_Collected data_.
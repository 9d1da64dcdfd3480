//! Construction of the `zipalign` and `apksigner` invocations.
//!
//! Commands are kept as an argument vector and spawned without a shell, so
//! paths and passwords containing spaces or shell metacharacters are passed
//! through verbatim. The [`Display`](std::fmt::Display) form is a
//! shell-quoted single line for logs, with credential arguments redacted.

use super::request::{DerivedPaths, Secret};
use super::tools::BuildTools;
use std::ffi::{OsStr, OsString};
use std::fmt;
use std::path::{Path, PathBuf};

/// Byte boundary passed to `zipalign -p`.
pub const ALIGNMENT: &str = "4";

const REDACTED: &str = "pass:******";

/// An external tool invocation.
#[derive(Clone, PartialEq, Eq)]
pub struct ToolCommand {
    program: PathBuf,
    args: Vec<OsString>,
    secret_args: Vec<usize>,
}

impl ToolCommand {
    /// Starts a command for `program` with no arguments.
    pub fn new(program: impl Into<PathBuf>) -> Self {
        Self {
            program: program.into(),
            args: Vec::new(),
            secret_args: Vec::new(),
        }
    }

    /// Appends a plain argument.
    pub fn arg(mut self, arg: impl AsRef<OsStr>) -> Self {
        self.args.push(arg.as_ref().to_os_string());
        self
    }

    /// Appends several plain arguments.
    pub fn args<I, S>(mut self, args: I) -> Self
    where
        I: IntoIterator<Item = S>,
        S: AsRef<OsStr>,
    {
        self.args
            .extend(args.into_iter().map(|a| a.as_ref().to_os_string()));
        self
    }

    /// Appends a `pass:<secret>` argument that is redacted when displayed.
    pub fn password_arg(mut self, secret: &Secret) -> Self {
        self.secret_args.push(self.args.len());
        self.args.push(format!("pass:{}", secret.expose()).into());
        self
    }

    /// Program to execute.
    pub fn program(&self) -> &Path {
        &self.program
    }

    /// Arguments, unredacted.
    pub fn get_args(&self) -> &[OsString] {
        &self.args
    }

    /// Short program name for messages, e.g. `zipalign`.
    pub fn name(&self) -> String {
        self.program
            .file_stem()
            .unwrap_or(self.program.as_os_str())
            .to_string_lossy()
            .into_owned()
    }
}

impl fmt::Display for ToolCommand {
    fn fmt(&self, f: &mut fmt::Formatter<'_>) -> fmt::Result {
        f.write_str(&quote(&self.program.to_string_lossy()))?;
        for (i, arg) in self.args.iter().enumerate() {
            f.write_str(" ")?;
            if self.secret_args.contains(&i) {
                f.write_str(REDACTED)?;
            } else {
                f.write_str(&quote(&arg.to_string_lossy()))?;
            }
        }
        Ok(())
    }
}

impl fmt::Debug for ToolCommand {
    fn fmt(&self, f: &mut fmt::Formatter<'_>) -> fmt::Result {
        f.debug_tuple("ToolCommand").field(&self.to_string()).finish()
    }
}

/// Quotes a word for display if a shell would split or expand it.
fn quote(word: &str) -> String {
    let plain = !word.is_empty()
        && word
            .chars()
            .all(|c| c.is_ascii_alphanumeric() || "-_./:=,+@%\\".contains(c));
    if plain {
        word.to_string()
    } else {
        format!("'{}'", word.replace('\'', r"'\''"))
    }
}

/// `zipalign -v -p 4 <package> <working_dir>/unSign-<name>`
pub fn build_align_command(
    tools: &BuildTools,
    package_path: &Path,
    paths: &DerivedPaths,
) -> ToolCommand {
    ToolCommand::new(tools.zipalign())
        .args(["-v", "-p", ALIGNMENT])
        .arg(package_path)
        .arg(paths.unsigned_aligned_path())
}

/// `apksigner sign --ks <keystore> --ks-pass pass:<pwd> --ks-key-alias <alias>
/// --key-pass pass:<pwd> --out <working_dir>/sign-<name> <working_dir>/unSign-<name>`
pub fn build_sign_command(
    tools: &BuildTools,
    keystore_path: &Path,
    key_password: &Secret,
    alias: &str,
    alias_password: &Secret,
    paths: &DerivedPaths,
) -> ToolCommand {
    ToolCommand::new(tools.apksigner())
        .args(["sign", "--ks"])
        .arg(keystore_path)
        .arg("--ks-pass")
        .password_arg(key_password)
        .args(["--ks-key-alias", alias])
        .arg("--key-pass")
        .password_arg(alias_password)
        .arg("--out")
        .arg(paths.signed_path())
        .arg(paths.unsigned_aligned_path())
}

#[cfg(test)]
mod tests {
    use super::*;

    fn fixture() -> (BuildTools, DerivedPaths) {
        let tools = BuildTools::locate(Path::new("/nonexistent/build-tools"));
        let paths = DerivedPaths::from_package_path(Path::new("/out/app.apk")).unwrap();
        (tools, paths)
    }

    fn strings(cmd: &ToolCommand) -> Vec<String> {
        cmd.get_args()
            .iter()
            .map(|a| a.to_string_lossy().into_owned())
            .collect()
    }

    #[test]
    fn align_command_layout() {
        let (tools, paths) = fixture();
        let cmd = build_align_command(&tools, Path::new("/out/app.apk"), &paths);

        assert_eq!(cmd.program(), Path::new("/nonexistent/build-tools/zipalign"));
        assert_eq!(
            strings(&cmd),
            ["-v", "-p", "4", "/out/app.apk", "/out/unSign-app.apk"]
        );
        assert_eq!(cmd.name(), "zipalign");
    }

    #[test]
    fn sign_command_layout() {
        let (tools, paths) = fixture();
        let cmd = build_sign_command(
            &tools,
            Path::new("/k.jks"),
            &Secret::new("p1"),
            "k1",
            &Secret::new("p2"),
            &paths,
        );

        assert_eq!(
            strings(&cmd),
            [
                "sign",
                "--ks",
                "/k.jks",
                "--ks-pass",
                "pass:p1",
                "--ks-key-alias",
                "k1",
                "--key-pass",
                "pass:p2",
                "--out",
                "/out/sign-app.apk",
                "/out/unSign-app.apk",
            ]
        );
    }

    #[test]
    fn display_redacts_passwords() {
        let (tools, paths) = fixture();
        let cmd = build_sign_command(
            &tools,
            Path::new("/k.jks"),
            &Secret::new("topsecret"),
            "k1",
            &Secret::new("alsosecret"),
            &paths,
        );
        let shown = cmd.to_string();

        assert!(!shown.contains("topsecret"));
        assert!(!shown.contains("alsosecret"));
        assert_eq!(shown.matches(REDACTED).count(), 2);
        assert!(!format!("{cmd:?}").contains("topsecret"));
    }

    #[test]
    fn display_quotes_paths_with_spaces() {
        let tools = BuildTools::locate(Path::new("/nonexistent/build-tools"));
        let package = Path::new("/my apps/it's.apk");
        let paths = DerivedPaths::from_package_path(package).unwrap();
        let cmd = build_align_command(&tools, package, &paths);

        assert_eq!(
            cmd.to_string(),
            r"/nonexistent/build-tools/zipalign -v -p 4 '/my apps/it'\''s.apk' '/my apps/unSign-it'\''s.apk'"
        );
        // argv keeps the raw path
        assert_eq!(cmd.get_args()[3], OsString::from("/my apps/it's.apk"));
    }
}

_PROBLEM TO SOLVE_. Every record, copied exactly, is the expected answer.

_TASK ANSWER_.
repository 9d1da64dcdfd3480
//! Construction of the `zipalign` and `apksigner` invocations.
//!
//! Commands are kept as an argument vector and spawned without a shell, so
//! paths and passwords containing spaces or shell metacharacters are passed
//! through verbatim. The [`Display`](std::fmt::Display) form is a
//! shell-quoted single line for logs, with credential arguments redacted.

use super::request::{DerivedPaths, Secret};
use super::tools::BuildTools;
use std::ffi::{OsStr, OsString};
use std::fmt;
use std::path::{Path, PathBuf};

/// Byte boundary passed to `zipalign -p`.
pub const ALIGNMENT: &str = "4";

const REDACTED: &str = "pass:******";

/// An external tool invocation.
#[derive(Clone, PartialEq, Eq)]
pub struct ToolCommand {
    program: PathBuf,
    args: Vec<OsString>,
    secret_args: Vec<usize>,
}

impl ToolCommand {
    /// Starts a command for `program` with no arguments.
    pub fn new(program: impl Into<PathBuf>) -> Self {
        Self {
            program: program.into(),
            args: Vec::new(),
            secret_args: Vec::new(),
        }
    }

    /// Appends a plain argument.
    pub fn arg(mut self, arg: impl AsRef<OsStr>) -> Self {
        self.args.push(arg.as_ref().to_os_string());
        self
    }

    /// Appends several plain arguments.
    pub fn args<I, S>(mut self, args: I) -> Self
    where
        I: IntoIterator<Item = S>,
        S: AsRef<OsStr>,
    {
        self.args
            .extend(args.into_iter().map(|a| a.as_ref().to_os_string()));
        self
    }

    /// Appends a `pass:<secret>` argument that is redacted when displayed.
    pub fn password_arg(mut self, secret: &Secret) -> Self {
        self.secret_args.push(self.args.len());
        self.args.push(format!("pass:{}", secret.expose()).into());
        self
    }

    /// Program to execute.
    pub fn program(&self) -> &Path {
        &self.program
    }

    /// Arguments, unredacted.
    pub fn get_args(&self) -> &[OsString] {
        &self.args
    }

    /// Short program name for messages, e.g. `zipalign`.
    pub fn name(&self) -> String {
        self.program
            .file_stem()
            .unwrap_or(self.program.as_os_str())
            .to_string_lossy()
            .into_owned()
    }
}

impl fmt::Display for ToolCommand {
    fn fmt(&self, f: &mut fmt::Formatter<'_>) -> fmt::Result {
        f.write_str(&quote(&self.program.to_string_lossy()))?;
        for (i, arg) in self.args.iter().enumerate() {
            f.write_str(" ")?;
            if self.secret_args.contains(&i) {
                f.write_str(REDACTED)?;
            } else {
                f.write_str(&quote(&arg.to_string_lossy()))?;
            }
        }
        Ok(())
    }
}

impl fmt::Debug for ToolCommand {
    fn fmt(&self, f: &mut fmt::Formatter<'_>) -> fmt::Result {
        f.debug_tuple("ToolCommand").field(&self.to_string()).finish()
    }
}

/// Quotes a word for display if a shell would split or expand it.
fn quote(word: &str) -> String {
    let plain = !word.is_empty()
        && word
            .chars()
            .all(|c| c.is_ascii_alphanumeric() || "-_./:=,+@%\\".contains(c));
    if plain {
        word.to_string()
    } else {
        format!("'{}'", word.replace('\'', r"'\''"))
    }
}

/// `zipalign -v -p 4 <package> <working_dir>/unSign-<name>`
pub fn build_align_command(
    tools: &BuildTools,
    package_path: &Path,
    paths: &DerivedPaths,
) -> ToolCommand {
    ToolCommand::new(tools.zipalign())
        .args(["-v", "-p", ALIGNMENT])
        .arg(package_path)
        .arg(paths.unsigned_aligned_path())
}

/// `apksigner sign --ks <keystore> --ks-pass pass:<pwd> --ks-key-alias <alias>
/// --key-pass pass:<pwd> --out <working_dir>/sign-<name> <working_dir>/unSign-<name>`
pub fn build_sign_command(
    tools: &BuildTools,
    keystore_path: &Path,
    key_password: &Secret,
    alias: &str,
    alias_password: &Secret,
    paths: &DerivedPaths,
) -> ToolCommand {
    ToolCommand::new(tools.apksigner())
        .args(["sign", "--ks"])
        .arg(keystore_path)
        .arg("--ks-pass")
        .password_arg(key_password)
        .args(["--ks-key-alias", alias])
        .arg("--key-pass")
        .password_arg(alias_password)
        .arg("--out")
        .arg(paths.signed_path())
        .arg(paths.unsigned_aligned_path())
}

#[cfg(test)]
mod tests {
    use super::*;

    fn fixture() -> (BuildTools, DerivedPaths) {
        let tools = BuildTools::locate(Path::new("/nonexistent/build-tools"));
        let paths = DerivedPaths::from_package_path(Path::new("/out/app.apk")).unwrap();
        (tools, paths)
    }

    fn strings(cmd: &ToolCommand) -> Vec<String> {
        cmd.get_args()
            .iter()
            .map(|a| a.to_string_lossy().into_owned())
            .collect()
    }

    #[test]
    fn align_command_layout() {
        let (tools, paths) = fixture();
        let cmd = build_align_command(&tools, Path::new("/out/app.apk"), &paths);

        assert_eq!(cmd.program(), Path::new("/nonexistent/build-tools/zipalign"));
        assert_eq!(
            strings(&cmd),
            ["-v", "-p", "4", "/out/app.apk", "/out/unSign-app.apk"]
        );
        assert_eq!(cmd.name(), "zipalign");
    }

    #[test]
    fn sign_command_layout() {
        let (tools, paths) = fixture();
        let cmd = build_sign_command(
            &tools,
            Path::new("/k.jks"),
            &Secret::new("p1"),
            "k1",
            &Secret::new("p2"),
            &paths,
        );

        assert_eq!(
            strings(&cmd),
            [
                "sign",
                "--ks",
                "/k.jks",
                "--ks-pass",
                "pass:p1",
                "--ks-key-alias",
                "k1",
                "--key-pass",
                "pass:p2",
                "--out",
                "/out/sign-app.apk",
                "/out/unSign-app.apk",
            ]
        );
    }

    #[test]
    fn display_redacts_passwords() {
        let (tools, paths) = fixture();
        let cmd = build_sign_command(
            &tools,
            Path::new("/k.jks"),
            &Secret::new("topsecret"),
            "k1",
            &Secret::new("alsosecret"),
            &paths,
        );
        let shown = cmd.to_string();

        assert!(!shown.contains("topsecret"));
        assert!(!shown.contains("alsosecret"));
        assert_eq!(shown.matches(REDACTED).count(), 2);
        assert!(!format!("{cmd:?}").contains("topsecret"));
    }

    #[test]
    fn display_quotes_paths_with_spaces() {
        let tools = BuildTools::locate(Path::new("/nonexistent/build-tools"));
        let package = Path::new("/my apps/it's.apk");
        let paths = DerivedPaths::from_package_path(package).unwrap();
        let cmd = build_align_command(&tools, package, &paths);

        assert_eq!(
            cmd.to_string(),
            r"/nonexistent/build-tools/zipalign -v -p 4 '/my apps/it'\''s.apk' '/my apps/unSign-it'\''s.apk'"
        );
        // argv keeps the raw path
        assert_eq!(cmd.get_args()[3], OsString::from("/my apps/it's.apk"));
    }
}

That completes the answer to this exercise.